__RECORDS SHOWN__.
────────────────

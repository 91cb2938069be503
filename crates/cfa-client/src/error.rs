use cfa_core::{ApiError, StoreError};
use thiserror::Error;

#[derive(Error, Debug)]
pub enum ClientError {
    #[error("http request failed: {0}")]
    HttpRequest(#[from] reqwest::Error),

    #[error("invalid configuration: {0}")]
    InvalidConfig(String),

    #[error("server returned {status}: {message}")]
    Rejected { status: u16, message: String },

    #[error("invalid response: {0}")]
    InvalidResponse(String),

    #[error("no authentication token stored")]
    Unauthenticated,

    #[error("credential store: {0}")]
    Store(#[from] StoreError),
}

impl From<ClientError> for ApiError {
    fn from(err: ClientError) -> Self {
        match err {
            ClientError::HttpRequest(e) => ApiError::Transport(e.to_string()),
            ClientError::InvalidConfig(msg) => ApiError::Transport(msg),
            ClientError::Rejected { status, message } => ApiError::Status { status, message },
            ClientError::InvalidResponse(msg) => ApiError::InvalidResponse(msg),
            ClientError::Unauthenticated => ApiError::Unauthenticated,
            ClientError::Store(e) => ApiError::from(e),
        }
    }
}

────────────────

__REQUIREMENT__.
In the entries above, find each line that has the word "InvalidResponse". Copy it.

__RESPONSE BELOW__.
    InvalidResponse(String),
            ClientError::InvalidResponse(msg) => ApiError::InvalidResponse(msg),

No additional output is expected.